Ban...si estas despierto?- su voz se escuchaba triste.
Que paso- conteste algo irritado con voz adormilada.
Disculpame por ocultarte la verdad, hice los diseños de los uniformes para comprobar si eras tu...- pronunció aquello con palabras cargadas de sueño y tristeza -Pero más que nada quiero decirte que te quiero...- fue lo último que dijo antes de caer dormida.
Descuida Kag.- la abraze y aspire su rico aroma floral, estaba sorprendido por su confesión, a pesar de eso no me hice ilusiones, quizás el cansancio la hizo decir cosas que no eran.

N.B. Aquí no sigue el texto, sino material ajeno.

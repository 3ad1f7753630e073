/// Convenience result type used across filterfx.
pub type FilterResult<T> = Result<T, FilterError>;

/// Benign conditions (degenerate clip, empty graph) surface as [`crate::RenderOutcome::Skipped`].
#[derive(thiserror::Error, Debug)]
pub enum FilterError {
    #[error("configuration error: {0}")]
    Config(String),

    #[error("resource error: {0}")]
    Resource(String),

    #[error("image bank is full: all {capacity} buffers are in use")]
    BankFull { capacity: usize },

    #[error("no data: {0}")]
    NoData(String),

    #[error("unsupported: {0}")]
    Unsupported(String),

    #[error(transparent)]
    Other(#[from] anyhow::Error),
}

impl FilterError {
    pub fn config(msg: impl Into<String>) -> Self {
        Self::Config(msg.into())
    }

    pub fn resource(msg: impl Into<String>) -> Self {
        Self::Resource(msg.into())
    }

    pub fn bank_full(capacity: usize) -> Self {
        Self::BankFull { capacity }
    }

    pub fn no_data(msg: impl Into<String>) -> Self {
        Self::NoData(msg.into())
    }

    pub fn unsupported(msg: impl Into<String>) -> Self {
        Self::Unsupported(msg.into())
    }

    /// True for failures that abort a render pass (as opposed to construction-time errors).
    pub fn is_resource(&self) -> bool {
        matches!(self, Self::Resource(_) | Self::BankFull { .. })
    }
}

#[cfg(test)]
#[path = "../../tests/unit/foundation/error.rs"]
mod tests;
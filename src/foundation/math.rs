/// 32-bit FNV-1a, used to derive node ids from their case-sensitive result names.
#[derive(Clone, Copy, Debug)]
pub(crate) struct Fnv1a32(u32);

impl Fnv1a32 {
    pub(crate) const OFFSET_BASIS: u32 = 0x811c_9dc5;
    const PRIME: u32 = 0x0100_0193;

    pub(crate) fn new_default() -> Self {
        Self(Self::OFFSET_BASIS)
    }

    pub(crate) fn write_bytes(&mut self, bytes: &[u8]) {
        let mut h = self.0;
        for &b in bytes {
            h ^= u32::from(b);
            h = h.wrapping_mul(Self::PRIME);
        }
        self.0 = h;
    }

    pub(crate) fn finish(self) -> u32 {
        self.0
    }
}

/// Hash a node name into its 32-bit lookup id.
pub fn name_hash(name: &str) -> u32 {
    let mut h = Fnv1a32::new_default();
    h.write_bytes(name.as_bytes());
    h.finish()
}

pub(crate) fn mul_div255_u16(x: u16, y: u16) -> u16 {
    (((u32::from(x) * u32::from(y)) + 127) / 255) as u16
}

pub(crate) fn mul_div255_u8(x: u16, y: u16) -> u8 {
    mul_div255_u16(x, y) as u8
}

/// Map a normalized float to a byte, rounding and clamping.
pub(crate) fn unit_to_u8(v: f32) -> u8 {
    (v * 255.0).round().clamp(0.0, 255.0) as u8
}

pub(crate) fn u8_to_unit(v: u8) -> f32 {
    f32::from(v) / 255.0
}

#[cfg(test)]
#[path = "../../tests/unit/foundation/math.rs"]
mod tests;
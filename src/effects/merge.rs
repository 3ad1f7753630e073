use crate::{
    foundation::math::mul_div255_u8,
    pixel::buffer::PixelBuffer,
};

/// Source-over of premultiplied `src` onto premultiplied `dst`.
#[inline]
pub(crate) fn over(dst: [u8; 4], src: [u8; 4]) -> [u8; 4] {
    if src[3] == 0 {
        return dst;
    }
    if src[3] == 255 {
        return src;
    }
    let inv = 255u16 - u16::from(src[3]);
    let mut out = [0u8; 4];
    for i in 0..4 {
        out[i] = src[i].saturating_add(mul_div255_u8(u16::from(dst[i]), inv));
    }
    out
}

/// Stack the inputs in order: the first is copied, each later one is composited over.
///
/// Ignored inputs contribute nothing.
pub(crate) fn apply(inputs: &[Option<&PixelBuffer>], out: &mut PixelBuffer) {
    let clip = out.clip();
    let mut layers = inputs.iter().flatten();
    let Some(first) = layers.next() else {
        return;
    };
    out.copy_rect_from(first, clip);
    for layer in layers {
        let region = clip.intersect(layer.clip());
        for y in region.top..region.bottom {
            for x in region.left..region.right {
                let d = out.pixel(x, y);
                out.set_pixel(x, y, over(d, layer.pixel(x, y)));
            }
        }
    }
    out.set_color_space(first.color_space());
    out.set_premultiplied(true);
}

#[cfg(test)]
#[path = "../../tests/unit/effects/merge.rs"]
mod tests;
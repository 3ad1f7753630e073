use std::path::{Path, PathBuf};

use anyhow::Context as _;
use clap::{Parser, Subcommand};
use sha2::Digest as _;
use tracing_subscriber::EnvFilter;

#[derive(Parser, Debug)]
#[command(name = "filterfx", version)]
struct Cli {
    #[command(subcommand)]
    cmd: Command,
}

#[derive(Subcommand, Debug)]
enum Command {
    /// Apply a filter to a PNG and write the result as a PNG.
    Render(RenderArgs),
}

#[derive(Parser, Debug)]
struct RenderArgs {
    /// Filter description JSON.
    #[arg(long)]
    filter: PathBuf,

    /// Source graphic; its size is the viewport.
    #[arg(long)]
    source: PathBuf,

    /// Optional background snapshot for BackgroundImage/BackgroundAlpha inputs.
    #[arg(long)]
    background: Option<PathBuf>,

    /// Output PNG path.
    #[arg(long)]
    out: PathBuf,

    /// Print the SHA-256 of the output pixels.
    #[arg(long, default_value_t = false)]
    digest: bool,

    /// Drop nodes that fail to validate instead of failing the whole filter.
    #[arg(long, default_value_t = false)]
    lenient: bool,
}

fn main() -> anyhow::Result<()> {
    tracing_subscriber::fmt()
        .with_env_filter(EnvFilter::from_default_env())
        .with_writer(std::io::stderr)
        .init();

    let cli = Cli::parse();
    match cli.cmd {
        Command::Render(args) => cmd_render(args),
    }
}

fn read_raster(path: &Path) -> anyhow::Result<filterfx::RasterImage> {
    let bytes = std::fs::read(path).with_context(|| format!("read image '{}'", path.display()))?;
    filterfx::RasterImage::decode(&bytes)
        .with_context(|| format!("decode image '{}'", path.display()))
}

fn cmd_render(args: RenderArgs) -> anyhow::Result<()> {
    let json = std::fs::read_to_string(&args.filter)
        .with_context(|| format!("read filter '{}'", args.filter.display()))?;
    let mut desc = filterfx::FilterDesc::from_json_str(&json)?;
    let assets_root = args.filter.parent().unwrap_or_else(|| Path::new("."));
    desc.load_images(assets_root)?;

    let graph = if args.lenient {
        desc.build_lenient()?
    } else {
        desc.build()?
    };
    for d in graph.dropped() {
        eprintln!("dropped node #{} '{}': {}", d.index, d.name, d.reason);
    }

    let source = read_raster(&args.source)?;
    let viewport = filterfx::Viewport::new(source.width, source.height);
    let client = filterfx::RasterGeometry::new(&source)?;

    let background = match &args.background {
        Some(path) => {
            let mut buf = read_raster(path)?.to_pixel_buffer()?;
            buf.premultiply();
            Some(buf)
        }
        None => None,
    };

    let mut filter = filterfx::Filter::new(graph)?;
    let outcome = filter.render(viewport, &client, background.as_ref())?;
    let Some(frame) = outcome.buffer() else {
        eprintln!("nothing to render: {outcome:?}");
        return Ok(());
    };

    // The PNG encoder expects straight alpha.
    let mut pixels = frame.clone();
    pixels.demultiply();
    let data = pixels.to_rgba8_vec();

    if let Some(parent) = args.out.parent()
        && !parent.as_os_str().is_empty()
    {
        std::fs::create_dir_all(parent)
            .with_context(|| format!("create output dir '{}'", parent.display()))?;
    }
    image::save_buffer_with_format(
        &args.out,
        &data,
        pixels.width(),
        pixels.height(),
        image::ColorType::Rgba8,
        image::ImageFormat::Png,
    )
    .with_context(|| format!("write png '{}'", args.out.display()))?;

    if args.digest {
        println!("{}", sha256_hex(&data));
    }
    eprintln!("wrote {}", args.out.display());
    Ok(())
}

fn sha256_hex(bytes: &[u8]) -> String {
    let digest = sha2::Sha256::digest(bytes);
    let mut out = String::with_capacity(digest.len() * 2);
    for b in digest {
        out.push_str(&format!("{b:02x}"));
    }
    out
}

Le di un beso en la frente después la arrope mejor con los edredones, su pequeña nariz fría rozaba mi pecho, sentía su respiración caliente y la conformidad de un resguardo seguro, su figura delicada con curvas y unos hermosos pechos sobresaliendo sobre la blusa querían provocar que perdiera el control , Kagome se había convertido en una hermosa y deseable mujer, observaba como mis empleados la miraban con deseo, como hoy InuYasha transmitió deseo por ella, así es, no fui tonto simplemente lo reconocí aunque las ganas de arrancarle la cabeza nunca se desvaneció, al fin de cuentas somos hombres y la carne es débil, pero aquello no era lo relevante en Kagome, ella es una mujer que necesitaba a un hombre que fuera su igual, estaba conciente que mi infierno no cabía en su cielo, estaba consciente de estar lejos de mis posibilidades ser el hombre delicado que soñaba, aún así, aquí estábamos los dos.
Gracias Kag, yo tambien te quiero- susurré, era mi secreto, mi postura varonil no me iba a permitir rebajarme a cosas tan ridículas. Que me lleve la muerte antes de portarme débil frente a ella!, se que le debía un pedazo o muestra sincera de mi parte ante sus enorme ojos chocolate pues fue quien de una manera u otra hizo que volviera en sí, si no jamás hubiera recuperado los recuerdos, Kagome es para mi, nació para conocerme y yo conocerla, el destino era cruel con nosotros pero no tenía otra manera de asimilarlo, iba hacer fuerte en todo momento y demostrarle que no necesitaba a nadie más que yo... que me perdonen mis hermanos, no se que clase de hombre soy ahora, simplemente he vivido las cosas en otro panorama y es hora de darle vuelta a la página y soltar al mercenario, ajustarlo a la nueva existencia, a la nueva persona sobre todo a una persona.